Support for women bishops is strong in the Church but there are deep divisions over the provisions that should be made for Anglicans who cannot in conscience accept a female bishop.
The legislation being presented to Synod includes a controversial concession added in by the House of Bishops to allow orthodox parishes to select oversight from an alternative male bishop who shares their theological convictions.
The amendment has angered supporters of women bishops, whilst also failing to win over opponents of women bishops.
Addressing 200 orthodox Anglicans in central London, Reform Chairman the Rev Rod Thomas said the bishops had not succeeded in “persuading our members that there is a secure future” for them in the Church.
"The furore created by some in response to these small amendments reveals most clearly the reason why those who hold to our biblical position need legislative clarity, not just a code of practice if we are to continue to encourage young people to come forward for ordination,” he said.
"There is clearly a desire on the part of some to see any provision for us as strictly temporary, despite the fact that we're simply seeking to follow the Bible's teaching about how God wants his Church to be organised.

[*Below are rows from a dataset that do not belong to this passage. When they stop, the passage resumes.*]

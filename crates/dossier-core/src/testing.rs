//! Section page fixtures shared by unit tests.

use crate::document::{Document, Node, NodeId, Selector};
use crate::form::groups::{ITEM_CLASS, REMOVE_CLASS};
use crate::form::page::{PageLayout, SectionPage};
use crate::form::visibility::{Predicate, VisibilityRule};

fn section(doc: &mut Document, slug: &str) -> NodeId {
    let root = doc.root();
    doc.append(root, Node::element("section").with_id(format!("section-{slug}")))
}

fn page(slug: &str, doc: Document) -> SectionPage {
    SectionPage::setup(
        &format!("/sections/section-{slug}.html"),
        doc,
        PageLayout::questionnaire(),
    )
    .expect("fixture path is a section path")
}

/// Add one repeatable item (markup copy when `index` is a number, template
/// content when it is `#`). `fields` receives the item and the index text.
fn item(
    doc: &mut Document,
    parent: Option<NodeId>,
    template: Option<(NodeId, &str)>,
    title: &str,
    index: &str,
    fields: impl Fn(&mut Document, NodeId, &str),
) -> NodeId {
    let root = Node::element("fieldset").with_class(ITEM_CLASS);
    let item = match (parent, template) {
        (Some(parent), _) => doc.append(parent, root),
        (None, Some((section, template_id))) => doc.append_template(section, template_id, root),
        (None, None) => unreachable!("item needs a parent or a template"),
    };
    doc.append(item, Node::legend(format!("{title} {index}")));
    fields(doc, item, index);
    let mut remove = Node::button().with_class(REMOVE_CLASS);
    if index == "#" {
        remove = remove.hidden();
    }
    doc.append(item, remove);
    item
}

pub(crate) fn applicant_details_page() -> SectionPage {
    let mut doc = Document::new();
    let s = section(&mut doc, "applicant-details");
    doc.append(s, Node::label("applicant-name", "Full name"));
    doc.append(s, Node::text_input("applicant_name").with_id("applicant-name").required());
    doc.append(s, Node::text_input("email").with_id("email"));
    doc.append(s, Node::checkbox("consent").with_id("consent"));
    page("applicant-details", doc)
}

fn sibling_fields(doc: &mut Document, item: NodeId, index: &str) {
    doc.append(item, Node::label(format!("sibling-name-{index}"), "Name"));
    doc.append(
        item,
        Node::text_input(format!("sibling[{index}][name]"))
            .with_id(format!("sibling-name-{index}"))
            .required(),
    );
}

pub(crate) fn siblings_page() -> SectionPage {
    let mut doc = Document::new();
    let s = section(&mut doc, "siblings");
    let container = doc.append(s, Node::element("div").with_id("siblings-container"));
    item(&mut doc, Some(container), None, "Sibling", "1", sibling_fields);
    doc.append(s, Node::button().with_id("add-sibling"));
    item(&mut doc, None, Some((s, "sibling-template")), "Sibling", "#", sibling_fields);
    page("siblings", doc)
}

fn married_sibling_fields(doc: &mut Document, item: NodeId, index: &str) {
    sibling_fields(doc, item, index);
    doc.append(
        item,
        Node::checkbox(format!("sibling[{index}][married]")).with_class("sibling-married"),
    );
    let spouse = doc.append(item, Node::element("div").with_class("spouse-details"));
    doc.append(spouse, Node::text_input(format!("sibling[{index}][spouse]")).required());
}

/// Siblings page whose items each carry their own visibility rule.
pub(crate) fn married_siblings_page() -> SectionPage {
    let mut doc = Document::new();
    let s = section(&mut doc, "siblings");
    let container = doc.append(s, Node::element("div").with_id("siblings-container"));
    item(&mut doc, Some(container), None, "Sibling", "1", married_sibling_fields);
    doc.append(s, Node::button().with_id("add-sibling"));
    item(&mut doc, None, Some((s, "sibling-template")), "Sibling", "#", married_sibling_fields);

    let mut layout = PageLayout::questionnaire();
    layout.rules.push(VisibilityRule::new(
        Selector::class("sibling-married"),
        Selector::class("spouse-details"),
        Predicate::Checked,
    ));
    SectionPage::setup("/sections/section-siblings.html", doc, layout)
        .expect("fixture path is a section path")
}

pub(crate) fn national_service_page() -> SectionPage {
    let mut doc = Document::new();
    let s = section(&mut doc, "national-service");
    doc.append(s, Node::checkbox("ns_applicable").with_id("ns-applicable"));
    let details = doc.append(s, Node::element("div").with_id("ns-details-container"));
    doc.append(details, Node::text_input("ns_unit").with_id("ns-unit").required());
    doc.append(details, Node::text_input("ns_rank").with_id("ns-rank"));
    page("national-service", doc)
}

fn prev_marriage_fields(doc: &mut Document, item: NodeId, index: &str) {
    doc.append(
        item,
        Node::text_input(format!("prev_marriage[{index}][spouse_name]"))
            .with_id(format!("prev-marriage-spouse-{index}"))
            .required(),
    );
}

pub(crate) fn prev_marriage_page() -> SectionPage {
    let mut doc = Document::new();
    let s = section(&mut doc, "prev-marriage");
    doc.append(
        s,
        Node::checkbox("prev_marriage_applicable").with_id("prev-marriage-applicable"),
    );
    let container = doc.append(s, Node::element("div").with_id("prev-marriage-container"));
    item(&mut doc, Some(container), None, "Marriage", "1", prev_marriage_fields);
    doc.append(s, Node::button().with_id("add-prev-marriage"));
    item(
        &mut doc,
        None,
        Some((s, "prev-marriage-template")),
        "Marriage",
        "#",
        prev_marriage_fields,
    );
    page("prev-marriage", doc)
}

fn prev_child_fields(doc: &mut Document, item: NodeId, index: &str) {
    doc.append(
        item,
        Node::text_input(format!("prev_child[{index}][name]")).with_id(format!("prev-child-name-{index}")),
    );
    doc.append(item, Node::radio(format!("prev_child[{index}][employed]"), "yes"));
    doc.append(item, Node::radio(format!("prev_child[{index}][employed]"), "no"));
    let details = doc.append(item, Node::element("div").with_class("employment-details"));
    doc.append(
        details,
        Node::text_input(format!("prev_child[{index}][employer]")).required(),
    );
}

pub(crate) fn prev_children_page() -> SectionPage {
    let mut doc = Document::new();
    let s = section(&mut doc, "prev-children");
    let container = doc.append(s, Node::element("div").with_id("prev-children-container"));
    item(&mut doc, Some(container), None, "Child", "1", prev_child_fields);
    doc.append(s, Node::button().with_id("add-prev-child"));
    item(&mut doc, None, Some((s, "prev-child-template")), "Child", "#", prev_child_fields);
    page("prev-children", doc)
}
//! Submit-time validation of required fields.

use dossier_types::error::ValidationError;

use crate::document::{Document, InputKind, NodeId};

/// First visible required field within `scope` that has no value.
pub fn first_missing(doc: &Document, scope: NodeId) -> Option<NodeId> {
    doc.fields(scope).into_iter().find(|&id| {
        let Some(field) = doc.field(id) else {
            return false;
        };
        if !field.required || doc.is_hidden(id) {
            return false;
        }
        match field.kind {
            InputKind::Checkbox => !field.checked,
            InputKind::Radio => !doc
                .radio_group(scope, &field.name)
                .into_iter()
                .any(|r| doc.field(r).is_some_and(|f| f.checked)),
            _ => field.value.trim().is_empty(),
        }
    })
}

/// Validate `scope`, focusing the first offending field on failure.
pub fn validate(doc: &mut Document, scope: NodeId) -> Result<(), ValidationError> {
    match first_missing(doc, scope) {
        Some(id) => {
            let field = doc.field(id).map(|f| f.name.clone()).unwrap_or_default();
            doc.focus(id);
            Err(ValidationError { field })
        }
        None => Ok(()),
    }
}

“They hope we'll just leave. However, we believe the majority of Anglicans want to honour the promises made to us over the last two decades to preserve a place for us in the Church of England. As it stands, the draft Measure doesn't do this - and we'll be asking General Synod to withhold approval of the draft Measure so that some proper compromises can be agreed.”
Pro-women bishops group WATCH criticised the amendment for going against the wishes of 42 out of 44 dioceses that voted in favour of the unamended legislation.
Outlining their main concerns with the amended legislation, WATCH said: “It legitimates negative theologies about women and expects women to live with permanent institutional uncertainty about their orders. This is bad for women and bad for the Church.
“It opens the way for parishes to require a bishop and priest in accordance with their theological convictions. This is a new and unwelcome departure for our Church that will lead to conflict and increasing fragmentation.”
It is not possible for General Synod to amend the legislation in the York sessions, although it could be referred back to the House of Bishops for reconsideration, prolonging the process of allowing women bishops even further.
Last week, the Salisbury Diocesan Synod passed an emergency motion calling upon the bishops to withdraw their amendment.
Addressing Synod, Bishop Nicholas Holtam said: “The bishops have destabilised the compromise agreed by 42 of the 44 dioceses.”
The emergency motion was also supported by the Bishop of Sherbourne, Dr Graham Kings, who is calling for the debate to be postponed until November.
“This would allow time for the full import of the amendment ... to be considered by a wider group of bishops,” he told the Church of England Newspaper.